**Saved entries:**
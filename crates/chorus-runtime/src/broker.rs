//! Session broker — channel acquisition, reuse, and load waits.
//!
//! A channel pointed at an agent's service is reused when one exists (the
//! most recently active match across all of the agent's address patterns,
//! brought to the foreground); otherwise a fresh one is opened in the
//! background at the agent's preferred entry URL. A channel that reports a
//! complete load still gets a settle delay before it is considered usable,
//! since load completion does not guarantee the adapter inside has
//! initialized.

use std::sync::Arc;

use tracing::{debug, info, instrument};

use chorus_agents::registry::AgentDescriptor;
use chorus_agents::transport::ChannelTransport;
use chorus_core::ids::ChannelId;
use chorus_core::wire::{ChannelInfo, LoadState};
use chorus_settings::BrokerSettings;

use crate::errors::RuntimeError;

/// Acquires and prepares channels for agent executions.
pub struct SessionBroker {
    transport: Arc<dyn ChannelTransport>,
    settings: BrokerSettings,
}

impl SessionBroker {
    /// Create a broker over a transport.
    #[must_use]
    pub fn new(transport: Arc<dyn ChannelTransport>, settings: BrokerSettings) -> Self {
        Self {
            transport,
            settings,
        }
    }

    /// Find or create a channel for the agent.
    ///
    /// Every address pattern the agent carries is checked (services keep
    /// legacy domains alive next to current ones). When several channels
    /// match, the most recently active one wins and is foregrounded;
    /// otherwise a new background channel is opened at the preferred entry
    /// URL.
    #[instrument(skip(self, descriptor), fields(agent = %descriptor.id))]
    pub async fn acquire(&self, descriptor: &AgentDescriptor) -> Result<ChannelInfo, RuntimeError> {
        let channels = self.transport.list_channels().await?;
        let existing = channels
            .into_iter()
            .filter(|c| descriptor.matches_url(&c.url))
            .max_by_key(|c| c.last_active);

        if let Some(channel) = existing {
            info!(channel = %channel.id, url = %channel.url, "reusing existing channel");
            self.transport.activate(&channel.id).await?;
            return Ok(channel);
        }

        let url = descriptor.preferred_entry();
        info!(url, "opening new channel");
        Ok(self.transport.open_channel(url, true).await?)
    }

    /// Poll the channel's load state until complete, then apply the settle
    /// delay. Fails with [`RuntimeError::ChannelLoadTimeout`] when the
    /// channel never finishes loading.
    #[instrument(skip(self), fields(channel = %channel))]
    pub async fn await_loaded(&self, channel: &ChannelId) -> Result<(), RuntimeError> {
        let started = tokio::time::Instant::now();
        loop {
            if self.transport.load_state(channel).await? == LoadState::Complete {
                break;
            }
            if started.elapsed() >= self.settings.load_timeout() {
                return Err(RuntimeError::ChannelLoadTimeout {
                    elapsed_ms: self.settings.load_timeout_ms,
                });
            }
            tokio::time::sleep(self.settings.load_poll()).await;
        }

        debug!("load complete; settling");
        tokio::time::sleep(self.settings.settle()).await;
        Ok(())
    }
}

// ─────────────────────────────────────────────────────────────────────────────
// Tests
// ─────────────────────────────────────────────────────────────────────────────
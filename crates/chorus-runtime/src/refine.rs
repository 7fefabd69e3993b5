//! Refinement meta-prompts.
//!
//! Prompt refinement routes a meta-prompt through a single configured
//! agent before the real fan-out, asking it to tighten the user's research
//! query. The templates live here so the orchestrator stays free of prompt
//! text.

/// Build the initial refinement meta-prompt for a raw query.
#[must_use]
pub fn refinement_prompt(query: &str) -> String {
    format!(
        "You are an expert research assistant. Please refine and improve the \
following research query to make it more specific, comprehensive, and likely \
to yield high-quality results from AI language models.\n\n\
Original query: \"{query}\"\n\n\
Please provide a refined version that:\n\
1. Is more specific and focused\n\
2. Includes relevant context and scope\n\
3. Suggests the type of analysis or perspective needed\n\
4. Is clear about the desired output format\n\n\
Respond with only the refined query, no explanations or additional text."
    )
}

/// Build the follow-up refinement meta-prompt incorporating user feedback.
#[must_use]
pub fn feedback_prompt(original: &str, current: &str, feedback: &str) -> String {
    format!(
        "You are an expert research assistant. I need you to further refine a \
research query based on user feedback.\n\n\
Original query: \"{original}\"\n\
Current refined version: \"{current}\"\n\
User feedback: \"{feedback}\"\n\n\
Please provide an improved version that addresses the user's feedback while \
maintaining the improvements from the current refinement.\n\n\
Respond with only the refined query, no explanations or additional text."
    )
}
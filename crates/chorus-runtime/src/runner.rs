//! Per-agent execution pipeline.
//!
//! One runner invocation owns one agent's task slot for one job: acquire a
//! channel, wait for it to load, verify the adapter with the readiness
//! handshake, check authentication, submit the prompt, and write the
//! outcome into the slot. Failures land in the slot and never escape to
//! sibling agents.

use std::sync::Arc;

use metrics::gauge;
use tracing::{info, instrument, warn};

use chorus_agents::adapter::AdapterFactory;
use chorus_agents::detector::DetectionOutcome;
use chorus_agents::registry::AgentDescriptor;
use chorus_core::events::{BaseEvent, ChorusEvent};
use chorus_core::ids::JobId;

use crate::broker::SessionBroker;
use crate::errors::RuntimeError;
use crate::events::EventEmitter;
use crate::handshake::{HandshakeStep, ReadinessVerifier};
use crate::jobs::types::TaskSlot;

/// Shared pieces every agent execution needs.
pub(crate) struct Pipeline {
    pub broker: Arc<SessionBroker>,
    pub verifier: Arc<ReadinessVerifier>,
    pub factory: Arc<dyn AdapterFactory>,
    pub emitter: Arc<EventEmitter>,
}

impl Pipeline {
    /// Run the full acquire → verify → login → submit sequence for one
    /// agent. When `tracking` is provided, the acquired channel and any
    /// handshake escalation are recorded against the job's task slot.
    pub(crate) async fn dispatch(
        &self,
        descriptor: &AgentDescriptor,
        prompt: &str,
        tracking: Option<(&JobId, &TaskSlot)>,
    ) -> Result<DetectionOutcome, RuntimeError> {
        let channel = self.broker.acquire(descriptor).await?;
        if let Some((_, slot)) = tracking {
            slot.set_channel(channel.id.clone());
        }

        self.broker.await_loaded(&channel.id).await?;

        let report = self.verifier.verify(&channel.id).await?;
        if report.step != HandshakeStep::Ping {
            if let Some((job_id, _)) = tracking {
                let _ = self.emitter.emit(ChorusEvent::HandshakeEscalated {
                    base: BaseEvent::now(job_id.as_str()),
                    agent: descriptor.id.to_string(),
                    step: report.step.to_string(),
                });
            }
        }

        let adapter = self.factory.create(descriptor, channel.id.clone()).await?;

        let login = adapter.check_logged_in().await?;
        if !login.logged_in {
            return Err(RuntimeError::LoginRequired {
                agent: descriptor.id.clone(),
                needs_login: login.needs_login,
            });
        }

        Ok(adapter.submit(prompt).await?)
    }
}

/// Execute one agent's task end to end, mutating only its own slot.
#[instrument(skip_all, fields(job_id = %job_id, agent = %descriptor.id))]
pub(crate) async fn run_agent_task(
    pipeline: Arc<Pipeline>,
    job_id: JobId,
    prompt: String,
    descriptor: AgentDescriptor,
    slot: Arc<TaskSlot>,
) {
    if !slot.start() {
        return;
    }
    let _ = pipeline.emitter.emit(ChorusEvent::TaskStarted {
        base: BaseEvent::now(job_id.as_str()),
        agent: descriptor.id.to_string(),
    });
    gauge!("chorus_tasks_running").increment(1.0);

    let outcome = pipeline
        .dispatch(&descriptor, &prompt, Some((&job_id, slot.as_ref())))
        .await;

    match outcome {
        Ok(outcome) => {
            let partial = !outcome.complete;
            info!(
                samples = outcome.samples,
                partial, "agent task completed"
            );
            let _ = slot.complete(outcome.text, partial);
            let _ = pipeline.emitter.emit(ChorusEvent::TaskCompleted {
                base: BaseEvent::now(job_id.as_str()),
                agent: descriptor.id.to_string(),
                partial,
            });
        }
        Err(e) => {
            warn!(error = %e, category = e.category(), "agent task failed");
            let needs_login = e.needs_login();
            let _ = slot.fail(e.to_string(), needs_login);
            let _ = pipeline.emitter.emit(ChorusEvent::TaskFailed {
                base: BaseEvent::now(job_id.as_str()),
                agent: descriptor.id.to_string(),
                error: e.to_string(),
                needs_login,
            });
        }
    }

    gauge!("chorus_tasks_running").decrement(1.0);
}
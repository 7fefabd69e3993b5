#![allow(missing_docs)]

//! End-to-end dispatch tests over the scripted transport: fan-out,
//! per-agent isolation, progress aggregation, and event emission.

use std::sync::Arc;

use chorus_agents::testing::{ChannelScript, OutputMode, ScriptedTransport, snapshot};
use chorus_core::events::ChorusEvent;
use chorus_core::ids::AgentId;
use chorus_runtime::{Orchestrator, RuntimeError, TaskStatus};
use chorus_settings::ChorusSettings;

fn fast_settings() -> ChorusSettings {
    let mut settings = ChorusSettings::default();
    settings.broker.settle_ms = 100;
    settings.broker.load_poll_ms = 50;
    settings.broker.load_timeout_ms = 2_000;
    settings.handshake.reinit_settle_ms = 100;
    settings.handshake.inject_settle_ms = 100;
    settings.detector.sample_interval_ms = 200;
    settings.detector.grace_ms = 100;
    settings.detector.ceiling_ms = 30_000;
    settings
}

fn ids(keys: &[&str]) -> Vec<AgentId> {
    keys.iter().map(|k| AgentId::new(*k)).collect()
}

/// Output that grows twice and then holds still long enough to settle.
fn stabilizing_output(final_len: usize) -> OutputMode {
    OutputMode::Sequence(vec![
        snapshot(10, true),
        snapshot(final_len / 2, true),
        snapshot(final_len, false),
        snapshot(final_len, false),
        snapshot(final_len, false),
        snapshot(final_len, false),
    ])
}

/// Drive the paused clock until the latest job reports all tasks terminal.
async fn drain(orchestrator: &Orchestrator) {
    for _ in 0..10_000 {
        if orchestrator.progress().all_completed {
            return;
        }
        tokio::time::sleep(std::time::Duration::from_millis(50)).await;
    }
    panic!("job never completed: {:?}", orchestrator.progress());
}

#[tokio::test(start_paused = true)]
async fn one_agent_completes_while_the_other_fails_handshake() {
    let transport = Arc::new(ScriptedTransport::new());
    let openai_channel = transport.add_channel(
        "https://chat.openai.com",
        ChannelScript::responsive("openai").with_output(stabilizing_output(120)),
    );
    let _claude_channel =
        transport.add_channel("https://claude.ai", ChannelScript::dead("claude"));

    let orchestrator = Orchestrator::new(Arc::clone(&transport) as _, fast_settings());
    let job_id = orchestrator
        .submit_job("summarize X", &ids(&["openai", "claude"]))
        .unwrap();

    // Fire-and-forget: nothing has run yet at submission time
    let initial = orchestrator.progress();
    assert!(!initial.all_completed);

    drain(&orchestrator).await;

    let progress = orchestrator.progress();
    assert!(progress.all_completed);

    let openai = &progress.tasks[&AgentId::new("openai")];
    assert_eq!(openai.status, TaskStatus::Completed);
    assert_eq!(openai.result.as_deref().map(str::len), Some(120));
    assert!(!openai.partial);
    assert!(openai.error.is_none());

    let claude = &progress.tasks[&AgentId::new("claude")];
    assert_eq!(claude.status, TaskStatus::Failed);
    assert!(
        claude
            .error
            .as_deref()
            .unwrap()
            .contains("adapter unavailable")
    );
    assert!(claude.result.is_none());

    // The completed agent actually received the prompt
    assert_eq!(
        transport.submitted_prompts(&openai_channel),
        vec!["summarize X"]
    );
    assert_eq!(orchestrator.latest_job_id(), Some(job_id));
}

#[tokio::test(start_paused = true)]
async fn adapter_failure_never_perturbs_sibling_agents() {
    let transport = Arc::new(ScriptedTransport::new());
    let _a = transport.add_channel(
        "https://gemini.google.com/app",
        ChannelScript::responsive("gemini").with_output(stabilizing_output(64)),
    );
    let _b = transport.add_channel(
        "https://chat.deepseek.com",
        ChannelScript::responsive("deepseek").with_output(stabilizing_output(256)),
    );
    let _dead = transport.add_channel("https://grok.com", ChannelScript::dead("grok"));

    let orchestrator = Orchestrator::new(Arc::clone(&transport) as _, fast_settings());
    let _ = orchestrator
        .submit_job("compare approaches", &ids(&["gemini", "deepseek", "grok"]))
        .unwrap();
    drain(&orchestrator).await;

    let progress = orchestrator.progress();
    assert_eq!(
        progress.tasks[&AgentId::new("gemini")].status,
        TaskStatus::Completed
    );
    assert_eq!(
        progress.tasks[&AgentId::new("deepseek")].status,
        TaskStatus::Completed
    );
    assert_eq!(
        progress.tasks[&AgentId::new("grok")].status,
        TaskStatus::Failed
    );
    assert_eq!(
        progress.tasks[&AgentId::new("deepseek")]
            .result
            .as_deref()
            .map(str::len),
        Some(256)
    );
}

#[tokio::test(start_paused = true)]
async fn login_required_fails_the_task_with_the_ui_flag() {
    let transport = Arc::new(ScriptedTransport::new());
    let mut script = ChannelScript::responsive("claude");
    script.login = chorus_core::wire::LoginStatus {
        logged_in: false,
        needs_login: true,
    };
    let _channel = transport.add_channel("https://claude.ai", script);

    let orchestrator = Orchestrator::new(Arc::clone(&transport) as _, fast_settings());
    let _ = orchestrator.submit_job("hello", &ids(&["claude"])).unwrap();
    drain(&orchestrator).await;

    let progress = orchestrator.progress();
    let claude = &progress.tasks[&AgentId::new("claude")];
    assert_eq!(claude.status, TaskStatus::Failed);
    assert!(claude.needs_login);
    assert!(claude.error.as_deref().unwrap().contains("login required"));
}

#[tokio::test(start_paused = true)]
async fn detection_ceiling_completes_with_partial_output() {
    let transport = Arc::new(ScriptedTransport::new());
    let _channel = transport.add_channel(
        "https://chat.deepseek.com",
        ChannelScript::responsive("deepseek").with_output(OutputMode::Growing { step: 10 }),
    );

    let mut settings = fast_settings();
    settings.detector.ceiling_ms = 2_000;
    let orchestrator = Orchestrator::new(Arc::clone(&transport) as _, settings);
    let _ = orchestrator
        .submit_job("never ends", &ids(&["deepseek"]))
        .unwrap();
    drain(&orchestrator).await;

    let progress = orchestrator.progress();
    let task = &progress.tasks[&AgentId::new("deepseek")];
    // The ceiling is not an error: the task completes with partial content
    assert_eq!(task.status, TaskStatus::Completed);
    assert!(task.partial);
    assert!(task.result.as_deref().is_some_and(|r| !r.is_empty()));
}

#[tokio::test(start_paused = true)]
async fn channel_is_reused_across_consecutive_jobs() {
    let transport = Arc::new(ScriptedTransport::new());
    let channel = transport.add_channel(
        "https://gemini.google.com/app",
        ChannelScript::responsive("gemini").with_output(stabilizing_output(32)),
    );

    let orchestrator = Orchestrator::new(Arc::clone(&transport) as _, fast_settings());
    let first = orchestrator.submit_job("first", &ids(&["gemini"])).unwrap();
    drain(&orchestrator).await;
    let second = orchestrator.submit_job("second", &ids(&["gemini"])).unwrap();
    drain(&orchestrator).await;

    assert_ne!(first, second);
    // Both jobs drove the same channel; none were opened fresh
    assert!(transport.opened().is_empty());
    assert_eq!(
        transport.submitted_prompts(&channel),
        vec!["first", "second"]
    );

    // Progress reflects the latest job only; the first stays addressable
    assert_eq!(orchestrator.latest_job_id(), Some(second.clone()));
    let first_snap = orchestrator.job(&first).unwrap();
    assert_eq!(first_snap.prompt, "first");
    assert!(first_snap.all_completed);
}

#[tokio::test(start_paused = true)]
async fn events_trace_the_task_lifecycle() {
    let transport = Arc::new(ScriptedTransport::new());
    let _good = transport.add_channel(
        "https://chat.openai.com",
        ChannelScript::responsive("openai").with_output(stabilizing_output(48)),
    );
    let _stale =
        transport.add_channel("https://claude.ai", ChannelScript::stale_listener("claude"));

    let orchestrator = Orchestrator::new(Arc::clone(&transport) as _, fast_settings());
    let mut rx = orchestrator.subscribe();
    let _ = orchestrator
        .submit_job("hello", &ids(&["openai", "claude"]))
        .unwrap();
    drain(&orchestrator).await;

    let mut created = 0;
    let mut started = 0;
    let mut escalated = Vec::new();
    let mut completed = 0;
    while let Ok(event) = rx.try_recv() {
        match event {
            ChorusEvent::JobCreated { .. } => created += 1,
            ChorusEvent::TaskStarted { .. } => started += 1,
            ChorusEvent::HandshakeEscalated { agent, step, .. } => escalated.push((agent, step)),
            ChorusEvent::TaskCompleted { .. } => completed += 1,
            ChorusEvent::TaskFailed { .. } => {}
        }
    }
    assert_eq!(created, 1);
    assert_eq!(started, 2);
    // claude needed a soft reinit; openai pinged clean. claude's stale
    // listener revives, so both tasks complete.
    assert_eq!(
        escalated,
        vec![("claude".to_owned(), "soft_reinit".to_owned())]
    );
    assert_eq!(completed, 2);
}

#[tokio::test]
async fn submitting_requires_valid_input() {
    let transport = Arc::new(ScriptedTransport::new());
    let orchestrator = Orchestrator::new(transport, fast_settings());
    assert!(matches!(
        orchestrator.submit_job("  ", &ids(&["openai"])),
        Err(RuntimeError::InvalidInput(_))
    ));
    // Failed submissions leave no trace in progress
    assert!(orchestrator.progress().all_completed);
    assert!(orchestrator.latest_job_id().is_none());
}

**Try it:**
Report back every line of the entries in which "TaskStatus" occurs.

**Task answer:**
use chorus_runtime::{Orchestrator, RuntimeError, TaskStatus};
    assert_eq!(openai.status, TaskStatus::Completed);
    assert_eq!(claude.status, TaskStatus::Failed);
        TaskStatus::Completed
        TaskStatus::Completed
        TaskStatus::Failed
    assert_eq!(claude.status, TaskStatus::Failed);
    assert_eq!(task.status, TaskStatus::Completed);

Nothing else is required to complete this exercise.